Stored data entries:
+===+
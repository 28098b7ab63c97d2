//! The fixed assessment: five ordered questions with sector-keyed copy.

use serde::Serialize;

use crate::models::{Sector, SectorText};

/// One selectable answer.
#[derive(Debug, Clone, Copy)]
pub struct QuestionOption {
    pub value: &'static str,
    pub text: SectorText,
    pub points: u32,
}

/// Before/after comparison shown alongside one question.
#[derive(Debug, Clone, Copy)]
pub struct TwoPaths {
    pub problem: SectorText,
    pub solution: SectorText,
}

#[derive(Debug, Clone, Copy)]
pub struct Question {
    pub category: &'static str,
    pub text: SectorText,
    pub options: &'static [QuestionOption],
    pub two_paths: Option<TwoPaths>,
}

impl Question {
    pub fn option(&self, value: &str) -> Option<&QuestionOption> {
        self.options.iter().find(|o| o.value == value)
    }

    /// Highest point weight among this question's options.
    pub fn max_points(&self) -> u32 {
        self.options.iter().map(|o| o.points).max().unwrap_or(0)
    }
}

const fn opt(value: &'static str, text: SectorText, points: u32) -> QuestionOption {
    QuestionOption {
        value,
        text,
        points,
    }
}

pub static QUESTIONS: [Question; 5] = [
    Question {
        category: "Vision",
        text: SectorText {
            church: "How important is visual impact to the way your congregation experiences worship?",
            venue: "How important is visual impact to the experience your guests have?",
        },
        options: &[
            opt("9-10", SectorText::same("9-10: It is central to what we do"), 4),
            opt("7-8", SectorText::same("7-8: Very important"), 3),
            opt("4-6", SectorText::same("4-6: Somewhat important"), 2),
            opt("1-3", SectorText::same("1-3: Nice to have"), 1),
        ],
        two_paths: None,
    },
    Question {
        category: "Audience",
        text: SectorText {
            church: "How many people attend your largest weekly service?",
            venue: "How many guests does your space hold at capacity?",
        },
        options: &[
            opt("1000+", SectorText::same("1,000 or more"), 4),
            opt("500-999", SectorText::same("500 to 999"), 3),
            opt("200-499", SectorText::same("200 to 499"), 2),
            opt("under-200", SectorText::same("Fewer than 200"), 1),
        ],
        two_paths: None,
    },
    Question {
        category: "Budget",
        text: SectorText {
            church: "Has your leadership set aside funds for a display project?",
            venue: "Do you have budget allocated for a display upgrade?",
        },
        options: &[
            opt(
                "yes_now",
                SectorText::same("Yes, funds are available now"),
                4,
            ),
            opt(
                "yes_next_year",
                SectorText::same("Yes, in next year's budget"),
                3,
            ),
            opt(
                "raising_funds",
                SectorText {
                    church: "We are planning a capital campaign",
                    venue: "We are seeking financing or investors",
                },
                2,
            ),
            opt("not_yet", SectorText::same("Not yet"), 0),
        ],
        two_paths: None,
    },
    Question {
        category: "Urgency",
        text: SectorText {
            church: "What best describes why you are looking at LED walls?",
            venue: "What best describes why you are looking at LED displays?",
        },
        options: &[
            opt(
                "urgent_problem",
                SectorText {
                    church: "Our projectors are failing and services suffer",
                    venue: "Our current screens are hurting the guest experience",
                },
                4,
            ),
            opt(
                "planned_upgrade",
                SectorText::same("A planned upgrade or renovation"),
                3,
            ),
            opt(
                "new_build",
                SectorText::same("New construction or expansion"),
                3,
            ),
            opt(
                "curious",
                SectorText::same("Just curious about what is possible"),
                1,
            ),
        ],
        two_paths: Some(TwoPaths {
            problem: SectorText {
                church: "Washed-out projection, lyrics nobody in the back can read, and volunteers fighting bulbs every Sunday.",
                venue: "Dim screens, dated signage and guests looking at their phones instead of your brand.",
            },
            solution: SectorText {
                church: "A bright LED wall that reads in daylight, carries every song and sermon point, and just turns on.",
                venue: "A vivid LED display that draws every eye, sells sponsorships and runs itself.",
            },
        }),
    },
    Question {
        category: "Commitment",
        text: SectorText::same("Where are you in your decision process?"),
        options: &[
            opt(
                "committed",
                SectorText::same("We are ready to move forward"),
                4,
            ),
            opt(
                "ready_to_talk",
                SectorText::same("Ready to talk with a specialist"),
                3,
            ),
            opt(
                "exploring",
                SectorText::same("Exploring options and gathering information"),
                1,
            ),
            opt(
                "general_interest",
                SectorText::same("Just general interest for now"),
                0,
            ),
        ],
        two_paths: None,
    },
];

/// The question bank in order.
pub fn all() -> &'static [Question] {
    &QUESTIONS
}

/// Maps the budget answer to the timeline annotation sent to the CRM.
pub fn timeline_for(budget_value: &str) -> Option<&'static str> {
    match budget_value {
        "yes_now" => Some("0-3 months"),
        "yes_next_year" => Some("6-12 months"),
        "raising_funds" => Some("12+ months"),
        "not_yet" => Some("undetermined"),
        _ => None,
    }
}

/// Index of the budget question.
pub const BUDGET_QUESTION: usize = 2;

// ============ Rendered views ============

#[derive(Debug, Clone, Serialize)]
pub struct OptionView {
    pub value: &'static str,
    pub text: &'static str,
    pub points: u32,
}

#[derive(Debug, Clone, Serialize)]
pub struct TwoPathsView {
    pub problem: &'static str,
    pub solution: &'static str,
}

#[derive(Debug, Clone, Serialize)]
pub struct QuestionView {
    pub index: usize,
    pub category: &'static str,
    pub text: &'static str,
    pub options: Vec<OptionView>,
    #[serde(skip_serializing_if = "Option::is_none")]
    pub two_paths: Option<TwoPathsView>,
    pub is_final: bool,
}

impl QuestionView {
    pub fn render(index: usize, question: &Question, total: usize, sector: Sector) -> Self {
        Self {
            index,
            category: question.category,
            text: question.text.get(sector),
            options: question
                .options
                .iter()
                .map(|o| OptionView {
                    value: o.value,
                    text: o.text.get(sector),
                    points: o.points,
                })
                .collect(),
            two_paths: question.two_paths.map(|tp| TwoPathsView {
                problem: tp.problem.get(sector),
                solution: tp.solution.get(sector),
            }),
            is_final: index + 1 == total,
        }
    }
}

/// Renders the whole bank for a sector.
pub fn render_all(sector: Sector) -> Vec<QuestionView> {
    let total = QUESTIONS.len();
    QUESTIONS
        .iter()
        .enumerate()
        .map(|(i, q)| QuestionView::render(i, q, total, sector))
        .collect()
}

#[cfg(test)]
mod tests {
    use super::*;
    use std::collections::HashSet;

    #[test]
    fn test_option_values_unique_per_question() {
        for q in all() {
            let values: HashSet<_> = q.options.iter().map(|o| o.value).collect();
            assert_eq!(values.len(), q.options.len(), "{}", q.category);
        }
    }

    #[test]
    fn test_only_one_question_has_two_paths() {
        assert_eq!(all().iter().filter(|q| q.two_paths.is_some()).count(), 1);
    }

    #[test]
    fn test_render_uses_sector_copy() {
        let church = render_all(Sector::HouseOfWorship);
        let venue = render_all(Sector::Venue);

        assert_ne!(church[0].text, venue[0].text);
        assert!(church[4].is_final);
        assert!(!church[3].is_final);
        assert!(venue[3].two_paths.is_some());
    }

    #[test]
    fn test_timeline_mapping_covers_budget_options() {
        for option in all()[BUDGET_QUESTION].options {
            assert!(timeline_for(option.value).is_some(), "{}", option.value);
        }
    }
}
+===+
> [What the task requires]:
Copy each record from above exactly, and include every line.

> [Task response]:
repository 28098b7ab63c97d2
//! The fixed assessment: five ordered questions with sector-keyed copy.

use serde::Serialize;

use crate::models::{Sector, SectorText};

/// One selectable answer.
#[derive(Debug, Clone, Copy)]
pub struct QuestionOption {
    pub value: &'static str,
    pub text: SectorText,
    pub points: u32,
}

/// Before/after comparison shown alongside one question.
#[derive(Debug, Clone, Copy)]
pub struct TwoPaths {
    pub problem: SectorText,
    pub solution: SectorText,
}

#[derive(Debug, Clone, Copy)]
pub struct Question {
    pub category: &'static str,
    pub text: SectorText,
    pub options: &'static [QuestionOption],
    pub two_paths: Option<TwoPaths>,
}

impl Question {
    pub fn option(&self, value: &str) -> Option<&QuestionOption> {
        self.options.iter().find(|o| o.value == value)
    }

    /// Highest point weight among this question's options.
    pub fn max_points(&self) -> u32 {
        self.options.iter().map(|o| o.points).max().unwrap_or(0)
    }
}

const fn opt(value: &'static str, text: SectorText, points: u32) -> QuestionOption {
    QuestionOption {
        value,
        text,
        points,
    }
}

pub static QUESTIONS: [Question; 5] = [
    Question {
        category: "Vision",
        text: SectorText {
            church: "How important is visual impact to the way your congregation experiences worship?",
            venue: "How important is visual impact to the experience your guests have?",
        },
        options: &[
            opt("9-10", SectorText::same("9-10: It is central to what we do"), 4),
            opt("7-8", SectorText::same("7-8: Very important"), 3),
            opt("4-6", SectorText::same("4-6: Somewhat important"), 2),
            opt("1-3", SectorText::same("1-3: Nice to have"), 1),
        ],
        two_paths: None,
    },
    Question {
        category: "Audience",
        text: SectorText {
            church: "How many people attend your largest weekly service?",
            venue: "How many guests does your space hold at capacity?",
        },
        options: &[
            opt("1000+", SectorText::same("1,000 or more"), 4),
            opt("500-999", SectorText::same("500 to 999"), 3),
            opt("200-499", SectorText::same("200 to 499"), 2),
            opt("under-200", SectorText::same("Fewer than 200"), 1),
        ],
        two_paths: None,
    },
    Question {
        category: "Budget",
        text: SectorText {
            church: "Has your leadership set aside funds for a display project?",
            venue: "Do you have budget allocated for a display upgrade?",
        },
        options: &[
            opt(
                "yes_now",
                SectorText::same("Yes, funds are available now"),
                4,
            ),
            opt(
                "yes_next_year",
                SectorText::same("Yes, in next year's budget"),
                3,
            ),
            opt(
                "raising_funds",
                SectorText {
                    church: "We are planning a capital campaign",
                    venue: "We are seeking financing or investors",
                },
                2,
            ),
            opt("not_yet", SectorText::same("Not yet"), 0),
        ],
        two_paths: None,
    },
    Question {
        category: "Urgency",
        text: SectorText {
            church: "What best describes why you are looking at LED walls?",
            venue: "What best describes why you are looking at LED displays?",
        },
        options: &[
            opt(
                "urgent_problem",
                SectorText {
                    church: "Our projectors are failing and services suffer",
                    venue: "Our current screens are hurting the guest experience",
                },
                4,
            ),
            opt(
                "planned_upgrade",
                SectorText::same("A planned upgrade or renovation"),
                3,
            ),
            opt(
                "new_build",
                SectorText::same("New construction or expansion"),
                3,
            ),
            opt(
                "curious",
                SectorText::same("Just curious about what is possible"),
                1,
            ),
        ],
        two_paths: Some(TwoPaths {
            problem: SectorText {
                church: "Washed-out projection, lyrics nobody in the back can read, and volunteers fighting bulbs every Sunday.",
                venue: "Dim screens, dated signage and guests looking at their phones instead of your brand.",
            },
            solution: SectorText {
                church: "A bright LED wall that reads in daylight, carries every song and sermon point, and just turns on.",
                venue: "A vivid LED display that draws every eye, sells sponsorships and runs itself.",
            },
        }),
    },
    Question {
        category: "Commitment",
        text: SectorText::same("Where are you in your decision process?"),
        options: &[
            opt(
                "committed",
                SectorText::same("We are ready to move forward"),
                4,
            ),
            opt(
                "ready_to_talk",
                SectorText::same("Ready to talk with a specialist"),
                3,
            ),
            opt(
                "exploring",
                SectorText::same("Exploring options and gathering information"),
                1,
            ),
            opt(
                "general_interest",
                SectorText::same("Just general interest for now"),
                0,
            ),
        ],
        two_paths: None,
    },
];

/// The question bank in order.
pub fn all() -> &'static [Question] {
    &QUESTIONS
}

/// Maps the budget answer to the timeline annotation sent to the CRM.
pub fn timeline_for(budget_value: &str) -> Option<&'static str> {
    match budget_value {
        "yes_now" => Some("0-3 months"),
        "yes_next_year" => Some("6-12 months"),
        "raising_funds" => Some("12+ months"),
        "not_yet" => Some("undetermined"),
        _ => None,
    }
}

/// Index of the budget question.
pub const BUDGET_QUESTION: usize = 2;

// ============ Rendered views ============

#[derive(Debug, Clone, Serialize)]
pub struct OptionView {
    pub value: &'static str,
    pub text: &'static str,
    pub points: u32,
}

#[derive(Debug, Clone, Serialize)]
pub struct TwoPathsView {
    pub problem: &'static str,
    pub solution: &'static str,
}

#[derive(Debug, Clone, Serialize)]
pub struct QuestionView {
    pub index: usize,
    pub category: &'static str,
    pub text: &'static str,
    pub options: Vec<OptionView>,
    #[serde(skip_serializing_if = "Option::is_none")]
    pub two_paths: Option<TwoPathsView>,
    pub is_final: bool,
}

impl QuestionView {
    pub fn render(index: usize, question: &Question, total: usize, sector: Sector) -> Self {
        Self {
            index,
            category: question.category,
            text: question.text.get(sector),
            options: question
                .options
                .iter()
                .map(|o| OptionView {
                    value: o.value,
                    text: o.text.get(sector),
                    points: o.points,
                })
                .collect(),
            two_paths: question.two_paths.map(|tp| TwoPathsView {
                problem: tp.problem.get(sector),
                solution: tp.solution.get(sector),
            }),
            is_final: index + 1 == total,
        }
    }
}

/// Renders the whole bank for a sector.
pub fn render_all(sector: Sector) -> Vec<QuestionView> {
    let total = QUESTIONS.len();
    QUESTIONS
        .iter()
        .enumerate()
        .map(|(i, q)| QuestionView::render(i, q, total, sector))
        .collect()
}

#[cfg(test)]
mod tests {
    use super::*;
    use std::collections::HashSet;

    #[test]
    fn test_option_values_unique_per_question() {
        for q in all() {
            let values: HashSet<_> = q.options.iter().map(|o| o.value).collect();
            assert_eq!(values.len(), q.options.len(), "{}", q.category);
        }
    }

    #[test]
    fn test_only_one_question_has_two_paths() {
        assert_eq!(all().iter().filter(|q| q.two_paths.is_some()).count(), 1);
    }

    #[test]
    fn test_render_uses_sector_copy() {
        let church = render_all(Sector::HouseOfWorship);
        let venue = render_all(Sector::Venue);

        assert_ne!(church[0].text, venue[0].text);
        assert!(church[4].is_final);
        assert!(!church[3].is_final);
        assert!(venue[3].two_paths.is_some());
    }

    #[test]
    fn test_timeline_mapping_covers_budget_options() {
        for option in all()[BUDGET_QUESTION].options {
            assert!(timeline_for(option.value).is_some(), "{}", option.value);
        }
    }
}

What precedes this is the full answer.